If that sounds like getting an elephant through a needle, it is! 

Let’s say we actually achieve the impossible and design “the perfect model” – one that balances the various priorities and creates harmony between the competing needs of the organization and the individual. If our organizational culture does not value the same priorities, our “perfect model” will fall miserably short. Think of culture as a flywheel spinning at a high velocity and our physician compensation model as a feather trying to drag it to a stop. It just won’t get the job done. 

Here’s the uncomfortable truth about culture: it’s a direct reflection of our organization’s leadership.  Whether formal or informal, behaviors that are promoted, tolerated, rewarded, penalized, praised and condemned by leadership weave together to form a tapestry of culture. This obviously starts all the way at the top, but it can also emanate from within our service line or practice.

For instance, our leadership team may say it values quality and service, yet the bulk of every meeting and dashboard are centered on production and increasing volumes. Likewise, our group may say that the team should take priority over the individual, yet behaviors to the contrary are tolerated with zero consequences. 

Don’t think that these types of dissonance are lost on your team members. They are not. As outsider consultants at MedAxiom, we hear about them all the time. The shame of it is how demoralizing these disconnects are, particularly for the people who are playing by the rules and doing it right. This dejection – a sense that nothing matters and a lack of control – often leads to burnout and turnover. The flywheel gains momentum – in the wrong direction.   

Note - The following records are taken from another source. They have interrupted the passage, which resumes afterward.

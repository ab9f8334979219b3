//! Evidence masking
//!
//! Applied unconditionally to evidence snippets, oracle-bound transcript
//! text and oracle replies.

use regex::Captures;

use super::patterns::{CARD_NUMBER, CVV_MENTION, LONG_DIGIT_RUN, THREE_DIGITS};

const CARD_MASK_PREFIX: &str = "**** **** **** ";
const CVV_MASK: &str = "***";
const MIN_CARD_DIGITS: usize = 13;

/// Masks card numbers and CVV-adjacent digits
#[derive(Debug, Clone, Copy, Default)]
pub struct EvidenceRedactor;

impl EvidenceRedactor {
    pub fn new() -> Self {
        Self
    }

    /// Mask sensitive substrings
    ///
    /// Card-shaped digit runs keep only their last four digits. When the text
    /// mentions a CVV/CVC, every standalone 3-digit run becomes `***`.
    pub fn mask(&self, text: &str) -> String {
        let masked = CARD_NUMBER
            .replace_all(text, |caps: &Captures| mask_card(&caps[0]))
            .into_owned();
        let masked = LONG_DIGIT_RUN
            .replace_all(&masked, |caps: &Captures| mask_card(&caps[0]))
            .into_owned();

        if CVV_MENTION.is_match(text) {
            THREE_DIGITS.replace_all(&masked, CVV_MASK).into_owned()
        } else {
            masked
        }
    }
}

/// Digits are counted as the patterns see them: any Unicode decimal digit
fn mask_card(raw: &str) -> String {
    let digits: Vec<char> = raw.chars().filter(|c| c.is_numeric()).collect();
    if digits.len() < MIN_CARD_DIGITS {
        return raw.to_string();
    }
    let last4: String = digits[digits.len() - 4..].iter().collect();
    format!("{}{}", CARD_MASK_PREFIX, last4)
}
use std::sync::Arc;

use call_qc_core::{CallTranscript, Criterion, Probability, Segment};
use call_qc_scoring::{create_policy, DerivedPolicy, Independent, RuleScorer, ScenarioFlags};

fn seg(speaker: &str, text: &str, start: f64, end: f64) -> Segment {
    Segment::new(speaker, text, start, end)
}

fn good_call() -> CallTranscript {
    CallTranscript::new(
        "GOOD",
        vec![
            seg("Operator", "Salam, Kontakt Home. Narahatçılığınızı başa düşürəm.", 0.0, 4.0),
            seg("Customer", "İnternet işləmir.", 4.0, 6.0),
            seg("Operator", "Texnik üçün ticket açdım, 24 saat ərzində gələcək.", 6.0, 10.0),
        ],
    )
}

#[test]
fn test_clean_call_scores_three_with_high_confidence() {
    let results = RuleScorer::default().score(&good_call());

    assert_eq!(results.len(), 5);
    for (criterion, result) in &results {
        assert_eq!(result.score, 3, "{criterion}");
        assert_eq!(result.probability, Probability::High, "{criterion}");
        assert!(result.has_evidence(), "{criterion}");
    }

    let ownership = &results[&Criterion::Ownership];
    assert_eq!(
        ownership.evidence.as_deref(),
        Some("[6.0-10.0] Operator: Texnik üçün ticket açdım, 24 saat ərzində gələcək.")
    );
    assert_eq!(results[&Criterion::Understanding].evidence, ownership.evidence);
}

#[test]
fn test_positive_default_without_markers_is_low() {
    let call = CallTranscript::new(
        "PLAIN",
        vec![
            seg("Operator", "Bəli.", 0.0, 1.0),
            seg("Customer", "Yaxşı.", 1.0, 2.0),
        ],
    );
    let results = RuleScorer::default().score(&call);
    let ownership = &results[&Criterion::Ownership];
    assert_eq!((ownership.score, ownership.probability), (3, Probability::Low));
    assert!(ownership.evidence.is_none());

    // derived criteria inherit the ownership tier
    let understanding = &results[&Criterion::Understanding];
    assert_eq!((understanding.score, understanding.probability), (3, Probability::Low));
}

#[test]
fn test_callback_refusal_in_russian_after_long_silence() {
    let call = CallTranscript::new(
        "RU1",
        vec![
            seg("Operator", "Salam, Kontakt Home.", 0.0, 2.0),
            seg("Customer", "[140 saniyə süküt]", 2.0, 142.0),
            seg("Operator", "Мы не перезваниваем, завтра снова позвоните.", 142.0, 146.0),
        ],
    );
    let flags = ScenarioFlags::detect(&call);
    assert!(flags.callback_failure.triggered);

    let results = RuleScorer::default().score_with_flags(&call, &flags);
    let refusal = "[142.0-146.0] Operator: Мы не перезваниваем, завтра снова позвоните.";

    assert_eq!(results[&Criterion::Ownership].score, 1);
    assert_eq!(results[&Criterion::Ownership].evidence.as_deref(), Some(refusal));
    assert_eq!(results[&Criterion::Resolution].score, 1);
    assert_eq!(results[&Criterion::ProcessNextSteps].score, 1);
    assert_eq!(results[&Criterion::ProcessNextSteps].evidence.as_deref(), Some(refusal));
    assert_eq!(results[&Criterion::Professionalism].score, 1);
    assert_eq!(
        results[&Criterion::Professionalism].evidence.as_deref(),
        Some("[0.0-2.0] Operator: Salam, Kontakt Home.")
    );
}

#[test]
fn test_cvv_request_masks_card_in_evidence() {
    let call = CallTranscript::new(
        "PII",
        vec![
            seg("Customer", "Kart nömrəm 4111 1111 1111 1111", 0.0, 2.0),
            seg("Operator", "4111 1111 1111 1111, CVV kodunu da deyin", 2.0, 4.0),
        ],
    );
    let flags = ScenarioFlags::detect(&call);
    assert!(flags.pii_mishandled.triggered);

    let results = RuleScorer::default().score_with_flags(&call, &flags);
    let professionalism = &results[&Criterion::Professionalism];
    assert_eq!(professionalism.score, 0);

    let evidence = professionalism.evidence.as_deref().unwrap_or_default();
    assert!(!evidence.contains("4111 1111 1111 1111"));
    assert!(evidence.contains("**** **** **** 1111"));

    for result in results.values() {
        if let Some(ev) = &result.evidence {
            assert!(!ev.contains("4111 1111"), "{ev}");
        }
    }

    let resolution = &results[&Criterion::Resolution];
    assert_eq!((resolution.score, resolution.probability), (2, Probability::Medium));
}

#[test]
fn test_internal_leak_scores() {
    let call = CallTranscript::new(
        "LEAK",
        vec![
            seg("Operator", "Salam, buyurun.", 0.0, 2.0),
            seg("Operator", "Rəhbərlik heç nə etmir, serverlər köhnədir.", 2.0, 5.0),
            seg("Operator", "Ticket açaram, amma nəticə olmayacaq.", 5.0, 8.0),
        ],
    );
    let results = RuleScorer::new(Arc::new(Independent)).score(&call);

    assert_eq!(results[&Criterion::Ownership].score, 1);
    assert_eq!(results[&Criterion::Understanding].score, 1);
    assert_eq!(results[&Criterion::Resolution].score, 1);
    assert_eq!(results[&Criterion::Professionalism].score, 0);

    let process = &results[&Criterion::ProcessNextSteps];
    assert_eq!(process.score, 2);
    assert_eq!(
        process.evidence.as_deref(),
        Some("[5.0-8.0] Operator: Ticket açaram, amma nəticə olmayacaq.")
    );
}

#[test]
fn test_derived_policy_partial_registration() {
    let call = CallTranscript::new(
        "LEAK2",
        vec![
            seg("Operator", "Rəhbərlik heç nə etmir.", 0.0, 2.0),
            seg("Operator", "Amma qeyd edərəm.", 2.0, 4.0),
        ],
    );
    let correlated = RuleScorer::new(create_policy(DerivedPolicy::OwnershipCorrelation));
    let results = correlated.score(&call);

    assert_eq!(correlated.policy_name(), "ownership_correlation");
    assert_eq!(results[&Criterion::Ownership].score, 1);
    assert_eq!(results[&Criterion::ProcessNextSteps].score, 2);
    assert_eq!(
        results[&Criterion::ProcessNextSteps].evidence.as_deref(),
        Some("[2.0-4.0] Operator: Amma qeyd edərəm.")
    );
    assert_eq!(results[&Criterion::Understanding].score, 1);
    assert_eq!(
        results[&Criterion::Understanding].evidence,
        results[&Criterion::Ownership].evidence
    );
}

#[test]
fn test_scores_stay_in_range() {
    let calls = [
        good_call(),
        CallTranscript::new("E", vec![]),
        CallTranscript::new("C", vec![seg("Customer", "FIN 5ZK8P2M", 0.0, 1.0)]),
    ];
    for call in &calls {
        for policy in [DerivedPolicy::OwnershipCorrelation, DerivedPolicy::Independent] {
            let results = RuleScorer::new(create_policy(policy)).score(call);
            assert_eq!(results.len(), 5);
            assert!(results.values().all(|r| r.score <= 3));
        }
    }
}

On the flip side, when leadership instills and lives by certain organizational values, the cultural flywheel can repel nearly any individual challenges. Earlier in my career, a physician came to me lamenting a recent board decision that he felt impacted him negatively. He noted – correctly – that he had little recourse because the physician president and board chair was impacted in the same way as he and was steadfastly adhering to and advocating for the change. He shrugged his shoulders and asked rhetorically, “What choice do I have?” The flywheel spins on!

In another personal example, our group of cardiologists had an equal split compensation model. As part of this income sharing, there was an unwritten expectation that no one would go home until the work was done, regardless of what role you were covering on that day. So around 5 p.m., a group text would go out to see if anyone was jammed up. If someone cried “help”, the first responders were our founder and every member of the board. Leadership by example.

Physicians who bucked this team culture would get some “arm around the shoulder” management from a physician leader. In other words, there were consequences. And the flywheel gains momentum.   

My example could have just as easily been a 100 percent productivity model. That’s not the point. The point is that it’s the group’s culture – as driven by leadership – that has the larger role to play in whether organizational objectives are met. This is not to say that our compensation model doesn’t matter. I believe it does and would further posit that it should reward and value behaviors and activities that promote our organizational mission and objectives. If it doesn’t, it can present a value conflict – or just the perception of conflict – which slows down our flywheel.

For the past five years, I’ve had the privilege of a front-row seat, experiencing the difference expert leadership can make. It has been transformative. Perhaps in healthcare, we’d be wise to divert time and resources to developing the skills of our leadership teams, instead of predominantly focusing on how we pay our physicians. I feel our organizations, physicians, associates and patients would be the winners in this trade.